→ **Work required**: Set down the listing below verbatim, but only from its first line through the line containing "pub struct MockFfmpegSpawner".

══ Entries supplied ══

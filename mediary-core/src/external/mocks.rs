// mediary-core/src/external/mocks.rs

// --- Mocking Infrastructure (for testing) ---

// Compiled for this crate's unit tests only. Integration tests under tests/
// script their own spawner against the public FfmpegSpawner trait.

use super::ffmpeg_executor::{FfmpegProcess, FfmpegSpawner};
use super::ffprobe_executor::FfprobeExecutor;
use crate::error::{CoreError, CoreResult};
use ffmpeg_sidecar::event::FfmpegEvent;
use std::cell::RefCell;
use std::collections::HashMap;
use std::os::unix::process::ExitStatusExt; // For ExitStatus::from_raw
use std::path::{Path, PathBuf};
use std::process::ExitStatus;
use std::rc::Rc;

/// Mock implementation of FfmpegProcess.
#[derive(Clone)]
pub struct MockFfmpegProcess {
    /// Events to emit when handle_events is called.
    pub events_to_emit: Rc<RefCell<Vec<FfmpegEvent>>>,
    /// Exit status to return when wait is called.
    pub exit_status: ExitStatus,
}

impl FfmpegProcess for MockFfmpegProcess {
    fn handle_events<F>(&mut self, mut handler: F) -> CoreResult<()>
    where
        F: FnMut(FfmpegEvent) -> CoreResult<()>,
    {
        let events = self.events_to_emit.borrow().clone();
        for event in events {
            handler(event)?;
        }
        Ok(())
    }

    fn wait(&mut self) -> CoreResult<ExitStatus> {
        Ok(self.exit_status)
    }
}

/// Represents an expected ffmpeg command call and its mock result.
pub struct MockFfmpegExpectation {
    pub arg_pattern: String,
    pub result: CoreResult<MockFfmpegProcess>,
}

/// Mock implementation of FfmpegSpawner supporting multiple expectations.
///
/// Each spawn consumes the first expectation whose pattern is contained in
/// one of the arguments. A spawn without a matching expectation panics.
#[derive(Clone, Default)]
pub struct MockFfmpegSpawner {
    expectations: Rc<RefCell<Vec<MockFfmpegExpectation>>>,
    received_calls: Rc<RefCell<Vec<Vec<String>>>>,
}

impl MockFfmpegSpawner {
    pub fn new() -> Self {
        Default::default()
    }

    pub fn add_expectation(&self, arg_pattern: &str, result: CoreResult<MockFfmpegProcess>) {
        self.expectations.borrow_mut().push(MockFfmpegExpectation {
            arg_pattern: arg_pattern.to_string(),
            result,
        });
    }

    pub fn add_success_expectation(&self, arg_pattern: &str, events: Vec<FfmpegEvent>) {
        let process = MockFfmpegProcess {
            events_to_emit: Rc::new(RefCell::new(events)),
            exit_status: ExitStatus::from_raw(0),
        };
        self.add_expectation(arg_pattern, Ok(process));
    }

    pub fn add_spawn_error_expectation(&self, arg_pattern: &str, error: CoreError) {
        self.add_expectation(arg_pattern, Err(error));
    }

    pub fn add_exit_error_expectation(
        &self,
        arg_pattern: &str,
        events: Vec<FfmpegEvent>,
        exit_code: i32,
    ) {
        // Wait status layout: the exit code lives in the second byte.
        let process = MockFfmpegProcess {
            events_to_emit: Rc::new(RefCell::new(events)),
            exit_status: ExitStatus::from_raw(exit_code << 8),
        };
        self.add_expectation(arg_pattern, Ok(process));
    }

    pub fn get_received_calls(&self) -> Vec<Vec<String>> {
        self.received_calls.borrow().clone()
    }

    /// Number of expectations that were never matched.
    pub fn pending_expectations(&self) -> usize {
        self.expectations.borrow().len()
    }
}

impl FfmpegSpawner for MockFfmpegSpawner {
    type Process = MockFfmpegProcess;

    fn spawn(&self, args: &[String]) -> CoreResult<Self::Process> {
        self.received_calls.borrow_mut().push(args.to_vec());

        let mut expectations = self.expectations.borrow_mut();
        let found_index = expectations
            .iter()
            .position(|exp| args.iter().any(|arg| arg.contains(&exp.arg_pattern)));

        let Some(index) = found_index else {
            log::error!("MockFfmpegSpawner: No expectation found for command args: {:?}", args);
            panic!("MockFfmpegSpawner: No expectation found for command args: {:?}", args);
        };

        let expectation = expectations.remove(index);
        log::info!(
            "MockFfmpegSpawner: Matched expectation with pattern '{}'",
            expectation.arg_pattern
        );
        expectation.result
    }
}

/// Mock implementation of FfprobeExecutor serving canned JSON reports.
#[derive(Clone, Default)]
pub struct MockFfprobeExecutor {
    reports: Rc<RefCell<HashMap<PathBuf, String>>>,
    probe_counts: Rc<RefCell<HashMap<PathBuf, usize>>>,
}

impl MockFfprobeExecutor {
    pub fn new() -> Self {
        Default::default()
    }

    /// Sets the raw report returned for an input path.
    pub fn expect_report(&self, input_path: &Path, report: &str) {
        self.reports
            .borrow_mut()
            .insert(input_path.to_path_buf(), report.to_string());
    }

    /// Number of times an input path was probed.
    pub fn probe_count(&self, input_path: &Path) -> usize {
        self.probe_counts
            .borrow()
            .get(input_path)
            .copied()
            .unwrap_or(0)
    }
}

impl FfprobeExecutor for MockFfprobeExecutor {
    fn probe_raw(&self, input_path: &Path) -> CoreResult<String> {
        log::info!("MockFfprobeExecutor::probe_raw called for: {}", input_path.display());
        *self
            .probe_counts
            .borrow_mut()
            .entry(input_path.to_path_buf())
            .or_default() += 1;

        self.reports.borrow().get(input_path).cloned().ok_or_else(|| {
            log::error!(
                "MockFfprobeExecutor: No report set for path: {}",
                input_path.display()
            );
            CoreError::OperationFailed(format!(
                "MockFfprobeExecutor: No report set for path {}",
                input_path.display()
            ))
        })
    }
}
// ============================================================================
// mediary-core/src/requirements/mod.rs
// ============================================================================
//
// REQUIREMENT SET: Typed output constraints
//
// This module turns one or more option token lists into the typed constraints
// the planner works with. Lists are merged left to right (later lists win), so
// callers can layer a site-wide argument set under a per-file one.
//
// KEY COMPONENTS:
// - CodecMap: Required codec per stream type
// - RequirementSet: Codecs, pixel format, channel count, container, extras
// - resolve: Ordered token lists -> RequirementSet
// - resolve_output_options: Ordered token lists -> extra command tokens
//
// A RequirementSet is built fresh for every planning call and never mutated
// afterwards.

pub mod arg_sets;
pub mod options;

// ---- External crate imports ----
use serde::Serialize;

// ---- Internal crate imports ----
use crate::error::{CoreError, CoreResult};
use crate::media::CodecType;

pub use arg_sets::{BUILTIN_ARG_SETS, BuiltinArgSet, load_arg_set, load_arg_sets};
pub use options::{OptionBindings, OptionValue, parse_option_tokens};

/// Codec value meaning "keep whatever the stream already has".
pub const COPY_CODEC: &str = "copy";

/// Required codec per stream type. `None` means the stream is left as is.
#[derive(Debug, Clone, Default, PartialEq, Eq, Serialize)]
pub struct CodecMap {
    pub video: Option<String>,
    pub audio: Option<String>,
    pub subtitle: Option<String>,
    pub data: Option<String>,
}

impl CodecMap {
    pub fn get(&self, codec_type: CodecType) -> Option<&str> {
        match codec_type {
            CodecType::Video => self.video.as_deref(),
            CodecType::Audio => self.audio.as_deref(),
            CodecType::Subtitle => self.subtitle.as_deref(),
            CodecType::Data => self.data.as_deref(),
        }
    }

    /// Sets the requirement for one stream type. `copy` clears it.
    pub fn set(&mut self, codec_type: CodecType, codec: &str) {
        let value = (codec != COPY_CODEC).then(|| codec.to_string());
        match codec_type {
            CodecType::Video => self.video = value,
            CodecType::Audio => self.audio = value,
            CodecType::Subtitle => self.subtitle = value,
            CodecType::Data => self.data = value,
        }
    }

    pub fn is_empty(&self) -> bool {
        CodecType::ALL.iter().all(|t| self.get(*t).is_none())
    }
}

/// Typed output constraints for one planning call.
#[derive(Debug, Clone, Default, PartialEq, Eq)]
pub struct RequirementSet {
    pub codecs: CodecMap,
    /// Required pixel format for video streams.
    pub pixel_format: Option<String>,
    /// Required audio channel count.
    pub channel_count: Option<u32>,
    /// Required container format (the `-f` value).
    pub container_format: Option<String>,
    /// Options without typed meaning, passed through to the transcoder as
    /// global output options in binding order.
    pub output_options: OptionBindings,
    /// Bare tokens, bound as `arg_1`, `arg_2`, ... They have no effect on the
    /// plan.
    pub positionals: Vec<(String, String)>,
}

impl RequirementSet {
    /// Builds a requirement set from already-parsed bindings.
    ///
    /// # Returns
    ///
    /// * `Err(CoreError::UnrecognizedOption)` - If a typed option has the wrong
    ///   arity or an invalid value
    pub fn from_bindings(bindings: &OptionBindings) -> CoreResult<Self> {
        let mut requirements = RequirementSet::default();

        // `-codec` and `-codec:v` overlap, so codecs are applied in write order
        for (name, value) in bindings.iter_by_last_write() {
            match codec_target(name)? {
                Some(CodecTarget::All) => {
                    let codec = single_value(name, value)?;
                    for codec_type in CodecType::ALL {
                        requirements.codecs.set(codec_type, codec);
                    }
                }
                Some(CodecTarget::Type(codec_type)) => {
                    requirements.codecs.set(codec_type, single_value(name, value)?);
                }
                None => {}
            }
        }

        for (name, value) in bindings.iter() {
            if codec_target(name)?.is_some() {
                continue;
            }

            match name {
                "pix_fmt" => {
                    requirements.pixel_format = Some(single_value(name, value)?.to_string());
                }
                "ac" => {
                    let raw = single_value(name, value)?;
                    let count = raw
                        .parse::<u32>()
                        .ok()
                        .filter(|n| *n > 0)
                        .ok_or_else(|| options::invalid_value(name, value, "a positive integer"))?;
                    requirements.channel_count = Some(count);
                }
                "f" => {
                    requirements.container_format = Some(single_value(name, value)?.to_string());
                }
                _ if options::is_positional(name) => {
                    if let OptionValue::Single(token) = value {
                        requirements.positionals.push((name.to_string(), token.clone()));
                    }
                }
                _ => requirements.output_options.insert(name, value.clone()),
            }
        }

        Ok(requirements)
    }

    /// Returns the codec required for a stream type, if any.
    pub fn codec_for(&self, codec_type: CodecType) -> Option<&str> {
        self.codecs.get(codec_type)
    }

    /// Flattens the pass-through options back into tokens.
    pub fn output_option_tokens(&self) -> Vec<String> {
        self.output_options
            .iter()
            .flat_map(|(name, value)| options::render_option(name, value))
            .collect()
    }
}

enum CodecTarget {
    All,
    Type(CodecType),
}

const CODEC_KEYS: [&str; 6] = ["codec", "c", "vcodec", "acodec", "scodec", "dcodec"];

/// Classifies a codec option name. Codec options only take a stream type
/// specifier; `-codec:0` or `-c:v:1` would bind a single input stream and are
/// rejected.
fn codec_target(name: &str) -> CoreResult<Option<CodecTarget>> {
    let target = match name {
        "codec" | "c" => CodecTarget::All,
        "vcodec" => CodecTarget::Type(CodecType::Video),
        "acodec" => CodecTarget::Type(CodecType::Audio),
        "scodec" => CodecTarget::Type(CodecType::Subtitle),
        "dcodec" => CodecTarget::Type(CodecType::Data),
        _ => {
            let Some((key, spec)) = name.split_once(':') else {
                return Ok(None);
            };
            if !CODEC_KEYS.contains(&key) {
                return Ok(None);
            }
            match CodecType::from_specifier(spec) {
                Some(codec_type) if key == "codec" || key == "c" => CodecTarget::Type(codec_type),
                _ => {
                    return Err(CoreError::UnrecognizedOption(format!(
                        "-{name} (codec options take only a stream type specifier: v, a, s or d)"
                    )));
                }
            }
        }
    };
    Ok(Some(target))
}

/// Returns true if `name` is an option the planner interprets.
fn is_typed_option(name: &str) -> bool {
    let key = name.split_once(':').map_or(name, |(key, _)| key);
    CODEC_KEYS.contains(&key) || matches!(key, "pix_fmt" | "ac" | "f")
}

fn single_value<'a>(name: &str, value: &'a OptionValue) -> CoreResult<&'a str> {
    value
        .as_single()
        .ok_or_else(|| options::invalid_value(name, value, "a single value"))
}

/// Resolves ordered option token lists into a requirement set.
///
/// # Arguments
///
/// * `lists` - Token lists in precedence order; later lists override earlier ones
///
/// # Returns
///
/// * `Ok(RequirementSet)` - The merged, typed requirements
/// * `Err(CoreError::UnrecognizedOption)` - If a token cannot be classified or a
///   typed option has an invalid value
///
/// # Examples
///
/// ```rust
/// use mediary_core::media::CodecType;
/// use mediary_core::requirements::resolve;
///
/// let requirements = resolve(&[vec!["-codec:v", "h264", "-ac", "2"]]).unwrap();
/// assert_eq!(requirements.codec_for(CodecType::Video), Some("h264"));
/// assert_eq!(requirements.channel_count, Some(2));
/// ```
pub fn resolve<T: AsRef<str>>(lists: &[Vec<T>]) -> CoreResult<RequirementSet> {
    let mut merged = OptionBindings::new();
    for list in lists {
        merged.merge(parse_option_tokens(list)?);
    }
    let requirements = RequirementSet::from_bindings(&merged)?;
    log::debug!(
        "Resolved requirements from {} source(s): {:?}",
        lists.len(),
        requirements
    );
    Ok(requirements)
}

/// Resolves output argument lists into tokens for the compiled command.
///
/// Output arguments tune how the output is written (encoder presets, metadata
/// handling) and never change what the output must satisfy, so they play no
/// part in planning or in the compliance check. Lists merge left to right like
/// requirement lists.
///
/// # Returns
///
/// * `Ok(Vec<String>)` - The merged options, rendered in binding order
/// * `Err(CoreError::UnrecognizedOption)` - If a list contains a token made
///   only of dashes, a bare token, or an option the planner interprets
///   (codec, `-pix_fmt`, `-ac`, `-f`), which belongs in a requirement list
pub fn resolve_output_options<T: AsRef<str>>(lists: &[Vec<T>]) -> CoreResult<Vec<String>> {
    let mut merged = OptionBindings::new();
    for list in lists {
        merged.merge(parse_option_tokens(list)?);
    }

    let mut tokens = Vec::new();
    for (name, value) in merged.iter() {
        if options::is_positional(name) {
            let token = value.as_single().unwrap_or(name);
            return Err(CoreError::UnrecognizedOption(format!(
                "{token} (output arguments must be options)"
            )));
        }
        if is_typed_option(name) {
            return Err(CoreError::UnrecognizedOption(format!(
                "-{name} (affects the plan, use a required argument set)"
            )));
        }
        tokens.extend(options::render_option(name, value));
    }
    Ok(tokens)
}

═══

→ **Result of this exercise**:
filename mediary-core/src/external/mocks.rs
// mediary-core/src/external/mocks.rs

// --- Mocking Infrastructure (for testing) ---

// Compiled for this crate's unit tests only. Integration tests under tests/
// script their own spawner against the public FfmpegSpawner trait.

use super::ffmpeg_executor::{FfmpegProcess, FfmpegSpawner};
use super::ffprobe_executor::FfprobeExecutor;
use crate::error::{CoreError, CoreResult};
use ffmpeg_sidecar::event::FfmpegEvent;
use std::cell::RefCell;
use std::collections::HashMap;
use std::os::unix::process::ExitStatusExt; // For ExitStatus::from_raw
use std::path::{Path, PathBuf};
use std::process::ExitStatus;
use std::rc::Rc;

/// Mock implementation of FfmpegProcess.
#[derive(Clone)]
pub struct MockFfmpegProcess {
    /// Events to emit when handle_events is called.
    pub events_to_emit: Rc<RefCell<Vec<FfmpegEvent>>>,
    /// Exit status to return when wait is called.
    pub exit_status: ExitStatus,
}

impl FfmpegProcess for MockFfmpegProcess {
    fn handle_events<F>(&mut self, mut handler: F) -> CoreResult<()>
    where
        F: FnMut(FfmpegEvent) -> CoreResult<()>,
    {
        let events = self.events_to_emit.borrow().clone();
        for event in events {
            handler(event)?;
        }
        Ok(())
    }

    fn wait(&mut self) -> CoreResult<ExitStatus> {
        Ok(self.exit_status)
    }
}

/// Represents an expected ffmpeg command call and its mock result.
pub struct MockFfmpegExpectation {
    pub arg_pattern: String,
    pub result: CoreResult<MockFfmpegProcess>,
}

/// Mock implementation of FfmpegSpawner supporting multiple expectations.
///
/// Each spawn consumes the first expectation whose pattern is contained in
/// one of the arguments. A spawn without a matching expectation panics.
#[derive(Clone, Default)]
pub struct MockFfmpegSpawner {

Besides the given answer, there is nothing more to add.